Recovery begins with small steps and safe relationships. With learning to trust yourself and others, take it slow. Trust yourself to follow through on your promise that you will do a load of laundry today. Over time, as these smaller promises are fulfilled and trust is proven, then larger promises can be made. While one heals from attachment trauma, they don't have to work on romantic relationships right away. They can start with a friendship, or a relationship with a therapist. Monroe advises asking yourself which relationship gives you strength and security. Then, you can look at what traits make that happen, so you can better understand how a healthy relationship can function.

The path forward involves both professional support and community. Recovering from trauma and rebuilding trust, safety, and control is a challenging but essential process. Therapies, support networks, and self-care play a significant role in this journey. Trauma-focused therapies, such as cognitive-behavioral therapy (CBT) and eye movement desensitization and reprocessing (EMDR), can help individuals process traumatic memories, develop coping strategies, and rebuild a sense of safety and control.

Your Nervous System Can Learn Safety Again

"The only way out of these attachment injuries is to confront them and heal them together." - Dr. Susan Johnson, clinical psychologist

Beyond the insightful research on this painful topic is the reassuring message that attachment injuries can heal. We can love and be loved again. Sometimes, we can achieve this within the same relationships; other times in the supportive arms of someone else.

Your journey toward trusting again isn't about returning to who you were before trauma. It's about becoming someone new who can hold both wisdom and openness, boundaries and connection. When survivors heal and reside in the ventral vagal state, they are able to let go of these stories and become more connected and attuned with others.
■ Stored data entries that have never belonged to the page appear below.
//! The per-endpoint hub: one dispatcher, the pending bookkeeping, and the
//! policies every handler of the endpoint shares.

mod origin;
mod pending;

pub use origin::{OriginMatcher, OriginValidator, is_origin_allowed, validator_from_matcher};
pub use pending::{Limiter, PendingManager, TimerId};

pub(crate) use pending::{
    PENDING_ACKS, PENDING_HEARTBEATS, PENDING_IS_CONNECT, PENDING_REQUESTS, PENDING_STREAM_STARTS,
};

use std::collections::HashSet;
use std::fmt::{self, Debug, Formatter};
use std::sync::Arc;

use parking_lot::Mutex;

use crate::channel::{self, Channel};
use crate::conn::Window;
use crate::context::MessageContext;
use crate::dispatch::{
    Dispatcher, FrameHandler, HandlerId, HandlerOptions, KindMatcher, VersionErrorHook,
    VersionValidator,
};
use crate::outbox::Outbox;
use crate::proto::{Frame, MIN_SUPPORTED_VERSION, Role, random_id};

/// Construction options for a [`Hub`].
#[derive(Default)]
pub struct HubOptions {
    /// Channel-isolation tag shared by both peers.
    pub secret_key: Option<String>,
    /// Explicit endpoint id; a random one is generated when absent.
    pub instance_id: Option<String>,
    /// Lowest peer protocol version this endpoint accepts.
    pub min_version: Option<u64>,
}

impl Debug for HubOptions {
    fn fmt(&self, f: &mut Formatter<'_>) -> fmt::Result {
        f.debug_struct("HubOptions")
            .field("secret_key", &self.secret_key)
            .field("instance_id", &self.instance_id)
            .field("min_version", &self.min_version)
            .finish()
    }
}

#[derive(Default)]
struct HubState {
    opened: bool,
    destroyed: bool,
}

type OpenHook = Arc<dyn Fn(&Hub) + Send + Sync>;

struct HubInner {
    instance_id: String,
    role: Role,
    channel: Channel,
    dispatcher: Dispatcher,
    pending: PendingManager,
    limiter: Limiter,
    warned: Mutex<HashSet<String>>,
    state: Mutex<HubState>,
    registrations: Mutex<Vec<HandlerId>>,
    open_hooks: Mutex<Vec<OpenHook>>,
    version_validator: VersionValidator,
}

/// Owner of one endpoint's dispatcher, pending state and policies.
///
/// Lifecycle: [`open`](Hub::open) installs the handler set (idempotent),
/// [`close`](Hub::close) removes it but deliberately keeps pending waiters
/// alive so legitimate late frames can still resolve them, and
/// [`destroy`](Hub::destroy) additionally clears all pending state and gives
/// the shared channel reference back.
#[derive(Clone)]
pub struct Hub {
    inner: Arc<HubInner>,
}

impl Hub {
    /// Create a hub for `role` listening on `window`, joining the shared
    /// channel for the configured `secret_key`.
    #[must_use]
    pub fn new(window: &Window, role: Role, options: HubOptions) -> Self {
        let instance_id = options
            .instance_id
            .unwrap_or_else(|| format!("{}-{}", role_tag(role), random_id(12)));
        let channel = channel::acquire(window, options.secret_key);
        let dispatcher = Dispatcher::new(role, instance_id.clone(), channel.clone());
        let min_version = options.min_version.unwrap_or(MIN_SUPPORTED_VERSION);
        Self {
            inner: Arc::new(HubInner {
                instance_id,
                role,
                channel,
                dispatcher,
                pending: PendingManager::new(),
                limiter: Limiter::new(),
                warned: Mutex::new(HashSet::new()),
                state: Mutex::new(HubState::default()),
                registrations: Mutex::new(Vec::new()),
                open_hooks: Mutex::new(Vec::new()),
                version_validator: Arc::new(move |version| version >= min_version),
            }),
        }
    }

    /// This endpoint's id; travels as `creator_id` on every frame it sends.
    #[must_use]
    pub fn instance_id(&self) -> &str {
        &self.inner.instance_id
    }

    /// This endpoint's role.
    #[must_use]
    pub fn role(&self) -> Role {
        self.inner.role
    }

    /// The shared channel.
    #[must_use]
    pub fn channel(&self) -> &Channel {
        &self.inner.channel
    }

    /// The dispatcher owned by this hub.
    #[must_use]
    pub fn dispatcher(&self) -> &Dispatcher {
        &self.inner.dispatcher
    }

    /// Pending-operation bookkeeping.
    #[must_use]
    pub fn pending(&self) -> &PendingManager {
        &self.inner.pending
    }

    /// Saturation counters.
    #[must_use]
    pub fn limiter(&self) -> &Limiter {
        &self.inner.limiter
    }

    /// Queue `hook` to run inside every [`open`](Self::open); runs
    /// immediately when the hub is already open.
    pub fn on_open(&self, hook: impl Fn(&Hub) + Send + Sync + 'static) {
        let hook: OpenHook = Arc::new(hook);
        let run_now = self.is_open();
        self.inner.open_hooks.lock().push(Arc::clone(&hook));
        if run_now {
            hook(self);
        }
    }

    /// Install the handler set. Idempotent.
    pub fn open(&self) {
        {
            let mut state = self.inner.state.lock();
            if state.opened || state.destroyed {
                return;
            }
            state.opened = true;
        }
        let hooks: Vec<OpenHook> = self.inner.open_hooks.lock().clone();
        for hook in hooks {
            hook(self);
        }
    }

    /// Remove the handler set. Pending waiters are kept so in-flight
    /// operations can still resolve. Idempotent.
    pub fn close(&self) {
        {
            let mut state = self.inner.state.lock();
            if !state.opened {
                return;
            }
            state.opened = false;
        }
        let registrations = std::mem::take(&mut *self.inner.registrations.lock());
        for id in registrations {
            self.inner.dispatcher.unregister_handler(id);
        }
    }

    /// Close, clear all pending state and timers, detach from the channel.
    /// Safe to call more than once.
    pub fn destroy(&self) {
        self.close();
        {
            let mut state = self.inner.state.lock();
            if state.destroyed {
                return;
            }
            state.destroyed = true;
        }
        self.inner.pending.clear_all();
        self.inner.dispatcher.detach();
        channel::release(&self.inner.channel);
    }

    /// Whether the handler set is installed.
    #[must_use]
    pub fn is_open(&self) -> bool {
        self.inner.state.lock().opened
    }

    /// Whether [`destroy`](Self::destroy) has run.
    #[must_use]
    pub fn is_destroyed(&self) -> bool {
        self.inner.state.lock().destroyed
    }

    /// Register a handler on the dispatcher and remember the registration
    /// for mass removal on [`close`](Self::close).
    pub fn register_handler(
        &self,
        matcher: impl Into<KindMatcher>,
        handler: FrameHandler,
        options: HandlerOptions,
    ) -> HandlerId {
        let id = self
            .inner
            .dispatcher
            .register_handler(matcher, handler, options);
        self.inner.registrations.lock().push(id);
        id
    }

    /// Handler options with this hub's version gate baked in.
    #[must_use]
    pub fn create_handler_options(&self, on_version_error: Option<VersionErrorHook>) -> HandlerOptions {
        HandlerOptions {
            priority: 0,
            version_validator: Some(Arc::clone(&self.inner.version_validator)),
            on_version_error,
        }
    }

    /// Reply target for deliveries that carry no source window.
    pub fn set_fallback_target(&self, window: Window, origin: impl Into<String>) {
        self.inner.dispatcher.set_fallback_target(window, origin);
    }

    /// Build a sender bound to one peer.
    #[must_use]
    pub fn create_outbox(
        &self,
        target: Window,
        target_origin: impl Into<String>,
        target_id: Option<String>,
    ) -> Outbox {
        Outbox::new(self.clone(), target, target_origin.into(), target_id)
    }

    /// Run `f` the first time `key` is seen on this hub; later calls are
    /// swallowed. For one-shot diagnostics.
    pub fn warn_once(&self, key: &str, f: impl FnOnce()) {
        if self.inner.warned.lock().insert(key.to_owned()) {
            f();
        }
    }

    /// Origin decision for a delivery, see [`is_origin_allowed`].
    #[must_use]
    pub fn is_origin_allowed_by(
        &self,
        origin: &str,
        frame: &Frame,
        context: &MessageContext,
        expected_origin: Option<&str>,
        validator: Option<&OriginValidator>,
    ) -> bool {
        is_origin_allowed(origin, frame, context, expected_origin, validator)
    }
}

impl Debug for Hub {
    fn fmt(&self, f: &mut Formatter<'_>) -> fmt::Result {
        f.debug_struct("Hub")
            .field("instance_id", &self.inner.instance_id)
            .field("role", &self.inner.role)
            .field("open", &self.is_open())
            .field("destroyed", &self.is_destroyed())
            .finish()
    }
}

fn role_tag(role: Role) -> &'static str {
    match role {
        Role::Client => "client",
        Role::Server => "server",
    }
}

#[cfg(test)]
mod tests {
    use super::*;
    use std::sync::atomic::{AtomicUsize, Ordering};
    use tokio::time::Duration;

    fn hub(role: Role) -> (Window, Hub) {
        let window = Window::new("https://app.test");
        let hub = Hub::new(&window, role, HubOptions::default());
        (window, hub)
    }

    #[tokio::test]
    async fn open_close_are_idempotent_and_hooks_rerun() {
        let (_window, hub) = hub(Role::Server);
        let runs = Arc::new(AtomicUsize::new(0));
        {
            let runs = Arc::clone(&runs);
            hub.on_open(move |_| {
                runs.fetch_add(1, Ordering::SeqCst);
            });
        }
        hub.open();
        hub.open();
        assert_eq!(runs.load(Ordering::SeqCst), 1);
        assert!(hub.is_open());

        hub.close();
        hub.close();
        assert!(!hub.is_open());

        hub.open();
        assert_eq!(runs.load(Ordering::SeqCst), 2);
        hub.destroy();
    }

    #[tokio::test]
    async fn close_removes_handlers_but_keeps_pending() {
        let (_window, hub) = hub(Role::Server);
        hub.open();
        hub.register_handler(
            "ping",
            Arc::new(|_, _| Ok(())),
            HandlerOptions::default(),
        );
        hub.pending().insert(PENDING_REQUESTS, "r1", 7u32);

        hub.close();
        assert!(hub.pending().contains(PENDING_REQUESTS, "r1"));

        hub.destroy();
        assert!(!hub.pending().contains(PENDING_REQUESTS, "r1"));
    }

    #[tokio::test]
    async fn destroy_clears_timers_and_is_terminal() {
        let (window, hub) = hub(Role::Client);
        let fired = Arc::new(AtomicUsize::new(0));
        {
            let fired = Arc::clone(&fired);
            hub.pending()
                .set_timeout(Duration::from_millis(10), move || {
                    fired.fetch_add(1, Ordering::SeqCst);
                });
        }
        hub.destroy();
        hub.destroy();
        tokio::time::sleep(Duration::from_millis(40)).await;
        assert_eq!(fired.load(Ordering::SeqCst), 0);
        assert!(hub.is_destroyed());
        assert_eq!(window.listener_count(), 0);
    }

    #[tokio::test]
    async fn warn_once_fires_once_per_key() {
        let (_window, hub) = hub(Role::Client);
        let hits = Arc::new(AtomicUsize::new(0));
        for _ in 0..3 {
            let hits = Arc::clone(&hits);
            hub.warn_once("late-response", move || {
                hits.fetch_add(1, Ordering::SeqCst);
            });
        }
        assert_eq!(hits.load(Ordering::SeqCst), 1);
        hub.destroy();
    }

    #[tokio::test]
    async fn two_hubs_share_one_channel() {
        let window = Window::new("https://app.test");
        let first = Hub::new(&window, Role::Server, HubOptions {
            secret_key: Some("k".into()),
            ..Default::default()
        });
        let second = Hub::new(&window, Role::Server, HubOptions {
            secret_key: Some("k".into()),
            ..Default::default()
        });
        assert_eq!(window.listener_count(), 1);
        assert_eq!(first.channel().ref_count(), 2);

        first.destroy();
        assert_eq!(window.listener_count(), 1);
        second.destroy();
        assert_eq!(window.listener_count(), 0);
    }
}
The Freedom Triggers Assessment can help you identify the specific triggers that activate your nervous system's protective responses, giving you a roadmap for healing. Understanding your unique trauma patterns is the first step toward reclaiming your ability to trust, connect, and love without the constant fear of betrayal.

Remember that healing isn't linear, and setbacks don't mean failure. Every small step toward safety, every moment of genuine connection, every choice to remain open despite your fears is rewiring your nervous system toward hope. You deserve relationships built on genuine safety, mutual respect, and authentic love.